On appeal, the Court then reviewed the medical testimony as well as Petitioner’s testimony and noted the Petitioner worked in the medium to medium-heavy physical demand level as a heavy equipment operator prior to the injury. The Petitioner continued to be able to perform all of those duties, function at that level and had returned to his pre-injury employment. The Court noted that there was no evidence that the Petitioner’s duties required modification, that he performed his job at a slower pace or that he was less productive or missed work because of his injury or refused any work because of his injury. Based on that evidence, the Court found that an award for loss use of a man as a whole on the basis that Petitioner’s injury partially incapacitated him from pursing the duties of his usual and customary employment was against the manifest weight of the evidence.
However, the Court then went on to decide if there were any other bases to award benefits under Section 8(d)(2) under the Act. The employer had insisted that the shoulder injury should be compensated based upon loss use of the arm. The Court stated this argument assumed that an injury to the shoulder was an injury to the arm. The Court then reviewed Stedman’s Medical Dictionary and noted that an arm was defined as, “the segment of the upper limb between the shoulder and the elbow; commonly used to mean the whole superior limb.” The Court then concluded that based upon the plain and ordinary meaning the statute, an arm and the shoulder were distinct parts of the body and that if a claimant sustained an injury to his shoulder an award for a scheduled loss to the arm would be improper. The Petitioner’s injury involved a partial rotator cuff tear of the right shoulder with a possible inferior labral tear. Petitioner had undergone right rotator cuff repair, subacromial decompression with acromioplasty. The Court concluded that the capsule of the shoulder joint was involved in the surgery and as such benefits should be awarded based upon loss use of a person as a whole, not the arm. Interestingly, the Respondent pointed out that the Petitioner had not raised this issue before the Commission and had never claimed that an injury to the shoulder was not an injury to the arm until after the appeal to the Circuit Court. The Court then noted that waiver was a rule of administrative convenience and decided to override considerations of waiver in furtherance of providing a just result.

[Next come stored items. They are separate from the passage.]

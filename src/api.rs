use std::fmt;
use std::ops::Deref;

pub use scanherd_api::PolicyStatus;

/// Queue priority of images which did not ask for one.
pub const DEFAULT_PRIORITY: i32 = 1;

/// Content digest of an image, without the `sha256:` prefix.
///
/// This is the only identity of an image. Repository and tag are aliases.
#[derive(
    Clone, Debug, Eq, PartialEq, Hash, Ord, PartialOrd, serde::Deserialize, serde::Serialize,
)]
pub struct Digest(pub String);

impl Deref for Digest {
    type Target = str;

    fn deref(&self) -> &Self::Target {
        &self.0
    }
}

impl fmt::Display for Digest {
    fn fmt(&self, f: &mut fmt::Formatter<'_>) -> fmt::Result {
        f.write_str(&self.0)
    }
}

impl From<&str> for Digest {
    fn from(value: &str) -> Self {
        Self(value.to_string())
    }
}

/// A reference to a workload
#[derive(
    Clone, Debug, Eq, PartialEq, Hash, Ord, PartialOrd, serde::Serialize, serde::Deserialize,
)]
#[serde(rename_all = "camelCase")]
pub struct WorkloadRef {
    pub namespace: String,
    pub name: String,
}

impl WorkloadRef {
    pub fn new(namespace: impl Into<String>, name: impl Into<String>) -> Self {
        Self {
            namespace: namespace.into(),
            name: name.into(),
        }
    }
}

impl fmt::Display for WorkloadRef {
    fn fmt(&self, f: &mut fmt::Formatter<'_>) -> fmt::Result {
        write!(f, "{}/{}", self.namespace, self.name)
    }
}

#[derive(Clone, Debug, Eq, PartialEq, Hash, Ord, PartialOrd)]
pub struct RepoTag {
    pub repository: String,
    pub tag: Option<String>,
}

#[derive(Clone, Debug, Eq, PartialEq, Hash)]
pub struct Image {
    pub digest: Digest,
    pub repo_tag: RepoTag,
    pub priority: Option<i32>,
}

impl Image {
    pub fn new(repository: impl Into<String>, digest: impl Into<String>) -> Self {
        Self {
            digest: Digest(digest.into()),
            repo_tag: RepoTag {
                repository: repository.into(),
                tag: None,
            },
            priority: None,
        }
    }

    #[cfg(test)]
    pub fn with_tag(mut self, tag: impl Into<String>) -> Self {
        self.repo_tag.tag = Some(tag.into());
        self
    }

    #[cfg(test)]
    pub fn with_priority(mut self, priority: i32) -> Self {
        self.priority = Some(priority);
        self
    }

    /// The key under which the backend knows the scan of this image.
    pub fn search_key(&self) -> &str {
        &self.digest
    }

    /// A reference a container runtime can pull.
    pub fn pull_spec(&self) -> String {
        format!("{}@sha256:{}", self.repo_tag.repository, self.digest)
    }

    pub fn human_readable_name(&self) -> String {
        match &self.repo_tag.tag {
            Some(tag) => format!("{}:{}", self.repo_tag.repository, tag),
            None => self.repo_tag.repository.clone(),
        }
    }
}

#[derive(Clone, Debug, Eq, PartialEq)]
pub struct Container {
    pub image: Image,
    pub name: String,
}

/// A pod-like unit of containers, keyed by namespace and name.
#[derive(Clone, Debug, Eq, PartialEq)]
pub struct Workload {
    pub namespace: String,
    pub name: String,
    pub uid: String,
    pub containers: Vec<Container>,
}

impl Workload {
    pub fn key(&self) -> WorkloadRef {
        WorkloadRef::new(self.namespace.clone(), self.name.clone())
    }
}

/// Results of a finished scan.
#[derive(Clone, Copy, Debug, Eq, PartialEq)]
pub struct ScanResult {
    pub overall_status: PolicyStatus,
    pub policy_violations: u32,
    pub vulnerabilities: u32,
}

impl ScanResult {
    pub fn clean() -> Self {
        Self {
            overall_status: PolicyStatus::NotInViolation,
            policy_violations: 0,
            vulnerabilities: 0,
        }
    }

    /// Worst-case roll-up: the worst status wins, counts add up.
    pub fn combine(self, other: ScanResult) -> Self {
        Self {
            overall_status: self.overall_status.max(other.overall_status),
            policy_violations: self.policy_violations.saturating_add(other.policy_violations),
            vulnerabilities: self.vulnerabilities.saturating_add(other.vulnerabilities),
        }
    }
}

/// What the backend knows about the scan of an image.
#[derive(Clone, Copy, Debug, Eq, PartialEq)]
pub enum ScanState {
    InProgress,
    Failed,
    Complete(ScanResult),
}

impl From<scanherd_api::Image> for Image {
    fn from(image: scanherd_api::Image) -> Self {
        Self {
            digest: Digest(image.sha),
            repo_tag: RepoTag {
                repository: image.repository,
                tag: image.tag,
            },
            priority: image.priority,
        }
    }
}

impl From<Image> for scanherd_api::Image {
    fn from(image: Image) -> Self {
        Self {
            repository: image.repo_tag.repository,
            tag: image.repo_tag.tag,
            sha: image.digest.0,
            priority: image.priority,
        }
    }
}

impl From<scanherd_api::Workload> for Workload {
    fn from(workload: scanherd_api::Workload) -> Self {
        Self {
            namespace: workload.namespace,
            name: workload.name,
            uid: workload.uid,
            containers: workload
                .containers
                .into_iter()
                .map(|c| Container {
                    image: c.image.into(),
                    name: c.name,
                })
                .collect(),
        }
    }
}

impl From<Workload> for scanherd_api::Workload {
    fn from(workload: Workload) -> Self {
        Self {
            namespace: workload.namespace,
            name: workload.name,
            uid: workload.uid,
            containers: workload
                .containers
                .into_iter()
                .map(|c| scanherd_api::Container {
                    image: c.image.into(),
                    name: c.name,
                })
                .collect(),
        }
    }
}
#[derive(Clone, Debug)]
pub struct TransitionRecord {
    pub digest: Digest,
    pub from: ScanStatus,
    pub to: ScanStatus,
    pub legal: bool,
    pub at: Instant,
}

/// The single owner of the orchestration state.
///
/// Queue membership of an image is derived from its status, and only changed by
/// [`Model::set_status`].
#[derive(Debug)]
pub struct Model {
    /// workloads, by `namespace/name`
    workloads: HashMap<WorkloadRef, Workload>,
    images: HashMap<Digest, ImageInfo>,

    /// images waiting to be looked up in the backend, FIFO
    check_queue: VecDeque<Digest>,
    /// images waiting for a scan client
    scan_queue: PriorityQueue<QueuePriority, Digest>,
    /// tie breaker for equal priorities
    enqueued: u64,

    transitions: VecDeque<TransitionRecord>,
    config: ModelConfig,
    metrics: Arc<dyn Metrics>,
}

Practically, I expect the typical award for 30% of an arm will become 15% loss use of a person as a whole. While the weeks of PPD awarded may not change, the characterization of same will. The most significant impact will be that credits for prior awards or settlements for loss use of an injured extremity will be lost as related to current and future shoulder injuries. Further, the Court failed to recognize or understand the reality that the Commission has rendered awards and approved settlements for shoulder injuries on the basis of loss use of an arm for decades. Unfortunately, my impression is that the Court relied on a medical dictionary definition of an arm in order to achieve a desired result without recognizing or appreciating the impact the decision will have on thousands of other cases.
I anticipate more litigation as to whether an injury involved the arm as opposed to the shoulder. Specifically, cases involving a distal clavicle excision where treatment is rendered in a bone in the shoulder capsule will be considered man as a whole wherein a tear to the proximal biceps tendon may still be considered the arm as the insertion of the point of the tendon is below the joint. I do not believe that this decision prompts or requires carriers to re-evaluate reserves for arm injuries, unless the reserve has been adjusted or reduced due to anticipated credit from a prior award on the injured arm. Finally, I expect efforts will be made in the legislature to address this Decision.